(What you will do)
All lines below containing "could" are to be listed.

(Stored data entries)

══════════════════════════════

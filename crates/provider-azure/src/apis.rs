//! Provider specific configuration and status blobs of Azure.

use extensions::error::Error;
use extensions::worker::MachineImageRef;
use serde::{Deserialize, Serialize};

/// Purpose of subnets, availability sets, route tables and security groups
/// used by the worker nodes.
pub const PURPOSE_NODES: &str = "nodes";

/// What the infrastructure actuator created, as recorded in
/// `Infrastructure.status.providerStatus`.
#[derive(Serialize, Deserialize, Clone, Debug, Default, PartialEq)]
#[serde(rename_all = "camelCase")]
pub struct InfrastructureStatus {
    /// The resource group of the shoot.
    #[serde(default)]
    pub resource_group: ResourceGroup,
    /// Networks of the shoot.
    #[serde(default)]
    pub networks: NetworkStatus,
    /// Availability sets. Empty for zoned clusters.
    #[serde(default)]
    pub availability_sets: Vec<AvailabilitySet>,
    /// Route tables.
    #[serde(default)]
    pub route_tables: Vec<RouteTable>,
    /// Security groups.
    #[serde(default)]
    pub security_groups: Vec<SecurityGroup>,
    /// Whether the cluster spans availability zones.
    #[serde(default)]
    pub zoned: bool,
}

/// An Azure resource group.
#[derive(Serialize, Deserialize, Clone, Debug, Default, PartialEq)]
pub struct ResourceGroup {
    /// Name.
    pub name: String,
}

/// Virtual network and subnets.
#[derive(Serialize, Deserialize, Clone, Debug, Default, PartialEq)]
pub struct NetworkStatus {
    /// The virtual network.
    #[serde(default)]
    pub vnet: VNetStatus,
    /// Subnets of the virtual network.
    #[serde(default)]
    pub subnets: Vec<Subnet>,
}

/// A virtual network.
#[derive(Serialize, Deserialize, Clone, Debug, Default, PartialEq)]
#[serde(rename_all = "camelCase")]
pub struct VNetStatus {
    /// Name.
    pub name: String,
    /// Resource group of an existing virtual network.
    #[serde(default, skip_serializing_if = "Option::is_none")]
    pub resource_group: Option<String>,
}

/// A subnet.
#[derive(Serialize, Deserialize, Clone, Debug, Default, PartialEq)]
pub struct Subnet {
    /// Name.
    pub name: String,
    /// Purpose, e.g. `nodes`.
    pub purpose: String,
}

/// An availability set.
#[derive(Serialize, Deserialize, Clone, Debug, Default, PartialEq)]
pub struct AvailabilitySet {
    /// Purpose, e.g. `nodes`.
    pub purpose: String,
    /// Azure resource id.
    pub id: String,
    /// Name.
    #[serde(default)]
    pub name: String,
}

/// A route table.
#[derive(Serialize, Deserialize, Clone, Debug, Default, PartialEq)]
pub struct RouteTable {
    /// Purpose, e.g. `nodes`.
    pub purpose: String,
    /// Name.
    pub name: String,
}

/// A security group.
#[derive(Serialize, Deserialize, Clone, Debug, Default, PartialEq)]
pub struct SecurityGroup {
    /// Purpose, e.g. `nodes`.
    pub purpose: String,
    /// Name.
    pub name: String,
}

fn missing(field: &str) -> Error {
    Error::invalid(
        format!("infrastructureProviderStatus.{}", field),
        "NotFound",
        format!("no {} with purpose {}", field, PURPOSE_NODES),
    )
}

impl InfrastructureStatus {
    /// The subnet of the worker nodes.
    pub fn nodes_subnet(&self) -> Result<&Subnet, Error> {
        self.networks
            .subnets
            .iter()
            .find(|s| s.purpose == PURPOSE_NODES)
            .ok_or_else(|| missing("subnets"))
    }

    /// The availability set of the worker nodes. Zoned clusters have none.
    pub fn nodes_availability_set(&self) -> Result<&AvailabilitySet, Error> {
        self.availability_sets
            .iter()
            .find(|s| s.purpose == PURPOSE_NODES)
            .ok_or_else(|| missing("availabilitySets"))
    }

    /// The route table of the worker nodes.
    pub fn nodes_route_table(&self) -> Result<&RouteTable, Error> {
        self.route_tables
            .iter()
            .find(|r| r.purpose == PURPOSE_NODES)
            .ok_or_else(|| missing("routeTables"))
    }

    /// The security group of the worker nodes.
    pub fn nodes_security_group(&self) -> Result<&SecurityGroup, Error> {
        self.security_groups
            .iter()
            .find(|s| s.purpose == PURPOSE_NODES)
            .ok_or_else(|| missing("securityGroups"))
    }
}

/// `ControlPlane.spec.providerConfig`.
#[derive(Serialize, Deserialize, Clone, Debug, Default, PartialEq)]
#[serde(rename_all = "camelCase")]
pub struct ControlPlaneConfig {
    /// Settings of the cloud controller manager.
    #[serde(default, skip_serializing_if = "Option::is_none")]
    pub cloud_controller_manager: Option<CloudControllerManagerConfig>,
}

/// Settings of the cloud controller manager.
#[derive(Serialize, Deserialize, Clone, Debug, Default, PartialEq)]
#[serde(rename_all = "camelCase")]
pub struct CloudControllerManagerConfig {
    /// Feature gates passed to the cloud controller manager.
    #[serde(default, skip_serializing_if = "std::collections::BTreeMap::is_empty")]
    pub feature_gates: std::collections::BTreeMap<String, bool>,
}

/// `CloudProfile.spec.providerConfig`: how logical machine images map to
/// Azure marketplace images.
#[derive(Serialize, Deserialize, Clone, Debug, Default, PartialEq)]
#[serde(rename_all = "camelCase")]
pub struct CloudProfileConfig {
    /// Machine images of the profile.
    #[serde(default)]
    pub machine_images: Vec<MachineImages>,
}

/// All versions of one logical machine image.
#[derive(Serialize, Deserialize, Clone, Debug, Default, PartialEq)]
pub struct MachineImages {
    /// Logical name, e.g. `ubuntu`.
    pub name: String,
    /// Available versions.
    #[serde(default)]
    pub versions: Vec<MachineImageVersion>,
}

/// One version of a machine image.
#[derive(Serialize, Deserialize, Clone, Debug, Default, PartialEq)]
pub struct MachineImageVersion {
    /// Version.
    pub version: String,
    /// Marketplace URN, `publisher:offer:sku:version`.
    pub urn: String,
}

/// A machine image resolved to its URN, as recorded in the worker status.
#[derive(Serialize, Deserialize, Clone, Debug, Default, PartialEq)]
pub struct MachineImage {
    /// Logical name.
    pub name: String,
    /// Version.
    pub version: String,
    /// Marketplace URN.
    pub urn: String,
}

impl MachineImageRef for MachineImage {
    fn name(&self) -> &str {
        &self.name
    }

    fn version(&self) -> &str {
        &self.version
    }
}

impl CloudProfileConfig {
    /// Flattens the configured images.
    pub fn images(&self) -> Vec<MachineImage> {
        self.machine_images
            .iter()
            .flat_map(|image| {
                image.versions.iter().map(move |v| MachineImage {
                    name: image.name.clone(),
                    version: v.version.clone(),
                    urn: v.urn.clone(),
                })
            })
            .collect()
    }
}

/// `Worker.status.providerStatus`.
#[derive(Serialize, Deserialize, Clone, Debug, Default, PartialEq)]
#[serde(rename_all = "camelCase")]
pub struct WorkerStatus {
    /// Images used by the pools.
    #[serde(default)]
    pub machine_images: Vec<MachineImage>,
}
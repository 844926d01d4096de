use std::sync::Arc;

use extensions::apis::extensions::{
    File, FileContent, FileContentInline, OperatingSystemConfig, OperatingSystemConfigPurpose,
    OperatingSystemConfigSpec, Unit,
};
use extensions::testing::{cluster, FakeClusterReader};
use extensions::webhook::{
    decode_file_content, encode_file_content, GenericMutator, KubeletConfiguration, Mutator,
    SeedObject, KUBELET_CONFIG_PATH, KUBELET_SERVICE_UNIT,
};
use k8s_openapi::api::apps::v1::{Deployment, DeploymentSpec};
use k8s_openapi::api::core::v1::{Container, PodSpec, PodTemplateSpec};
use kube::api::ObjectMeta;
use provider_packet::webhook::PacketEnsurer;

const NAMESPACE: &str = "shoot--dev--packet";

const KUBELET_UNIT: &str = "[Unit]\nDescription=kubelet daemon\n[Service]\nExecStart=/opt/bin/hyperkube kubelet \\\n    --config=/var/lib/kubelet/config/kubelet\n";
const KUBELET_CONFIG: &str = "apiVersion: kubelet.config.k8s.io/v1beta1\nkind: KubeletConfiguration\nfeatureGates:\n  RotateKubeletServerCertificate: true\n";

fn mutator(version: &str) -> GenericMutator {
    let clusters = FakeClusterReader::new();
    clusters.add(cluster(NAMESPACE, version));
    GenericMutator::new(Arc::new(PacketEnsurer::new()), Arc::new(clusters))
}

fn osc() -> SeedObject {
    SeedObject::OperatingSystemConfig(OperatingSystemConfig::new(
        "osc-reconcile",
        OperatingSystemConfigSpec {
            type_: "coreos".to_owned(),
            purpose: OperatingSystemConfigPurpose::Reconcile,
            units: vec![Unit {
                name: KUBELET_SERVICE_UNIT.to_owned(),
                content: Some(KUBELET_UNIT.to_owned()),
                ..Default::default()
            }],
            files: vec![File {
                path: KUBELET_CONFIG_PATH.to_owned(),
                permissions: Some(0o644),
                content: FileContent {
                    inline: Some(FileContentInline {
                        encoding: "b64".to_owned(),
                        data: encode_file_content(KUBELET_CONFIG.as_bytes(), "b64").unwrap(),
                    }),
                    secret_ref: None,
                },
            }],
            provider_config: None,
        },
    ))
}

fn kubelet_configuration(object: &mut SeedObject) -> KubeletConfiguration {
    let config = match object {
        SeedObject::OperatingSystemConfig(config) => config,
        other => panic!("unexpected object {:?}", other),
    };
    let file = config.spec.file_mut(KUBELET_CONFIG_PATH).unwrap();
    let data = decode_file_content(file.content.inline.as_ref().unwrap()).unwrap();
    KubeletConfiguration::from_yaml(&data).unwrap()
}

#[tokio::test]
async fn kubelets_before_1_14_get_csi_registration_gates() {
    let mut object = osc();
    mutator("1.13.0").mutate(NAMESPACE, &mut object).await.unwrap();

    let config = kubelet_configuration(&mut object);
    assert_eq!(config.feature_gates.get("CSINodeInfo"), Some(&true));
    assert_eq!(config.feature_gates.get("CSIDriverRegistry"), Some(&true));
    assert!(!config.feature_gates.contains_key("ExpandCSIVolumes"));
    assert_eq!(config.feature_gates.get("RotateKubeletServerCertificate"), Some(&true));
}

#[tokio::test]
async fn kubelets_since_1_14_get_volume_expansion_gates() {
    let mut object = osc();
    mutator("1.14.0").mutate(NAMESPACE, &mut object).await.unwrap();

    let config = kubelet_configuration(&mut object);
    assert!(!config.feature_gates.contains_key("CSINodeInfo"));
    assert!(!config.feature_gates.contains_key("CSIDriverRegistry"));
    assert_eq!(config.feature_gates.get("ExpandCSIVolumes"), Some(&true));
    assert_eq!(config.feature_gates.get("ExpandInUsePersistentVolumes"), Some(&true));
}

#[tokio::test]
async fn kubelet_unit_uses_the_external_cloud_provider() {
    let mut object = osc();
    let mutator = mutator("1.14.0");
    mutator.mutate(NAMESPACE, &mut object).await.unwrap();
    let once = object.clone();
    mutator.mutate(NAMESPACE, &mut object).await.unwrap();
    assert_eq!(object, once);

    let config = match &mut object {
        SeedObject::OperatingSystemConfig(config) => config,
        other => panic!("unexpected object {:?}", other),
    };
    let unit = config.spec.unit_mut(KUBELET_SERVICE_UNIT).unwrap();
    let content = unit.content.as_deref().unwrap();
    assert!(content.contains("--cloud-provider=external"));
    assert!(content.contains("--enable-controller-attach-detach=true"));
    assert!(content.contains("--config=/var/lib/kubelet/config/kubelet"));
}

#[tokio::test]
async fn apiserver_flags_follow_the_cluster_version() {
    let mut object = SeedObject::Deployment(Deployment {
        metadata: ObjectMeta {
            name: Some("kube-apiserver".to_owned()),
            namespace: Some(NAMESPACE.to_owned()),
            ..Default::default()
        },
        spec: Some(DeploymentSpec {
            template: PodTemplateSpec {
                spec: Some(PodSpec {
                    containers: vec![Container {
                        name: "kube-apiserver".to_owned(),
                        command: Some(vec![
                            "/hyperkube".to_owned(),
                            "apiserver".to_owned(),
                            "--feature-gates=PodPriority=true".to_owned(),
                        ]),
                        ..Default::default()
                    }],
                    ..Default::default()
                }),
                ..Default::default()
            },
            ..Default::default()
        }),
        ..Default::default()
    });
    mutator("1.13.4").mutate(NAMESPACE, &mut object).await.unwrap();

    let deployment = match object {
        SeedObject::Deployment(deployment) => deployment,
        other => panic!("unexpected object {:?}", other),
    };
    let command = deployment.spec.unwrap().template.spec.unwrap().containers[0]
        .command
        .clone()
        .unwrap();
    assert_eq!(
        command[2],
        "--feature-gates=PodPriority=true,CSINodeInfo=true,CSIDriverRegistry=true"
    );
    assert!(command.contains(&"--allow-privileged=true".to_owned()));
}

#[tokio::test]
async fn unknown_clusters_fail_the_mutation() {
    let mut object = osc();
    let err = mutator("1.14.0")
        .mutate("shoot--other--cluster", &mut object)
        .await
        .unwrap_err();
    assert!(err.to_string().contains("shoot--other--cluster"));
}
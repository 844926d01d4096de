//! The image vector: which container image to use for which component,
//! depending on the seed (runtime) and shoot (target) kubernetes versions.
//!
//! ```yaml
//! images:
//! - name: cloud-controller-manager
//!   repository: k8s.gcr.io/hyperkube
//!   targetVersion: "1.13.x"
//!   tag: v1.13.5
//! ```

use std::collections::BTreeMap;
use std::path::Path;

use serde::{Deserialize, Serialize};
use tracing::{debug, info};

use crate::error::Error;
use crate::version;

/// One entry of the image vector.
#[derive(Serialize, Deserialize, Clone, Debug, PartialEq)]
#[serde(rename_all = "camelCase")]
pub struct ImageSource {
    /// Logical image name.
    pub name: String,
    /// Repository, possibly including a registry host.
    pub repository: String,
    /// Tag or `sha256:` digest.
    #[serde(default, skip_serializing_if = "Option::is_none")]
    pub tag: Option<String>,
    /// Constraint on the seed's kubernetes version.
    #[serde(default, skip_serializing_if = "Option::is_none")]
    pub runtime_version: Option<String>,
    /// Constraint on the shoot's kubernetes version.
    #[serde(default, skip_serializing_if = "Option::is_none")]
    pub target_version: Option<String>,
}

/// A resolved image.
#[derive(Clone, Debug, PartialEq, Eq)]
pub struct Image {
    /// Logical image name.
    pub name: String,
    /// Repository.
    pub repository: String,
    /// Tag or digest.
    pub tag: Option<String>,
}

impl Image {
    /// The pullable reference, `repository:tag` or `repository@sha256:...`.
    pub fn reference(&self) -> String {
        match &self.tag {
            None => self.repository.clone(),
            Some(tag) if tag.starts_with("sha256:") => format!("{}@{}", self.repository, tag),
            Some(tag) => format!("{}:{}", self.repository, tag),
        }
    }
}

#[derive(Deserialize, Serialize)]
struct ImageVectorFile {
    #[serde(default)]
    images: Vec<ImageSource>,
}

/// The ordered list of image sources. Read-only after startup.
#[derive(Clone, Debug, Default, PartialEq)]
pub struct ImageVector(Vec<ImageSource>);

impl ImageVector {
    /// Creates an image vector from entries.
    pub fn new(images: Vec<ImageSource>) -> Self {
        ImageVector(images)
    }

    /// Parses the YAML representation.
    pub fn from_yaml(yaml: &str) -> anyhow::Result<Self> {
        let file: ImageVectorFile = serde_yaml::from_str(yaml)?;
        Ok(ImageVector(file.images))
    }

    /// Reads the image vector at `path` and applies the entries of
    /// `overwrite`, if given.
    pub async fn read(path: impl AsRef<Path>, overwrite: Option<&Path>) -> anyhow::Result<Self> {
        let path = path.as_ref();
        let content = tokio::fs::read_to_string(path).await.map_err(|e| {
            anyhow::anyhow!("could not read image vector {}: {}", path.display(), e)
        })?;
        let mut vector = Self::from_yaml(&content)?;
        if let Some(overwrite) = overwrite {
            info!(file = %overwrite.display(), "Applying image vector overwrite");
            let content = tokio::fs::read_to_string(overwrite).await.map_err(|e| {
                anyhow::anyhow!("could not read image vector overwrite {}: {}", overwrite.display(), e)
            })?;
            vector = vector.with_overwrite(Self::from_yaml(&content)?);
        }
        Ok(vector)
    }

    /// Replaces entries that match an entry of `overwrite` in name and version
    /// constraints and appends all others.
    pub fn with_overwrite(mut self, overwrite: ImageVector) -> Self {
        for source in overwrite.0 {
            let existing = self.0.iter_mut().find(|s| {
                s.name == source.name
                    && s.runtime_version == source.runtime_version
                    && s.target_version == source.target_version
            });
            match existing {
                Some(entry) => *entry = source,
                None => self.0.push(source),
            }
        }
        self
    }

    /// Finds the image called `name` whose constraints match the given
    /// versions. The first matching entry wins. Entries without a constraint
    /// match any version.
    pub fn find_image(
        &self,
        name: &str,
        runtime_version: Option<&str>,
        target_version: Option<&str>,
    ) -> Result<Image, Error> {
        for source in self.0.iter().filter(|s| s.name == name) {
            if !constraint_matches(source.runtime_version.as_deref(), runtime_version)? {
                continue;
            }
            if !constraint_matches(source.target_version.as_deref(), target_version)? {
                continue;
            }
            debug!(%name, repository = %source.repository, tag = ?source.tag, "Found image");
            return Ok(Image {
                name: source.name.clone(),
                repository: source.repository.clone(),
                tag: source.tag.clone(),
            });
        }
        Err(Error::NotFound {
            kind: "Image".to_owned(),
            name: name.to_owned(),
        })
    }

    /// Finds all `names` and returns their references keyed by name.
    pub fn find_images(
        &self,
        names: &[String],
        runtime_version: Option<&str>,
        target_version: Option<&str>,
    ) -> Result<BTreeMap<String, String>, Error> {
        names
            .iter()
            .map(|name| {
                self.find_image(name, runtime_version, target_version)
                    .map(|image| (name.clone(), image.reference()))
            })
            .collect()
    }
}

fn constraint_matches(constraint: Option<&str>, version: Option<&str>) -> Result<bool, Error> {
    match (constraint, version) {
        (Some(constraint), Some(version)) => version::matches(constraint, version),
        _ => Ok(true),
    }
}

══════════════════════════════

(Answer for this exercise)
            anyhow::anyhow!("could not read image vector {}: {}", path.display(), e)
                anyhow::anyhow!("could not read image vector overwrite {}: {}", overwrite.display(), e)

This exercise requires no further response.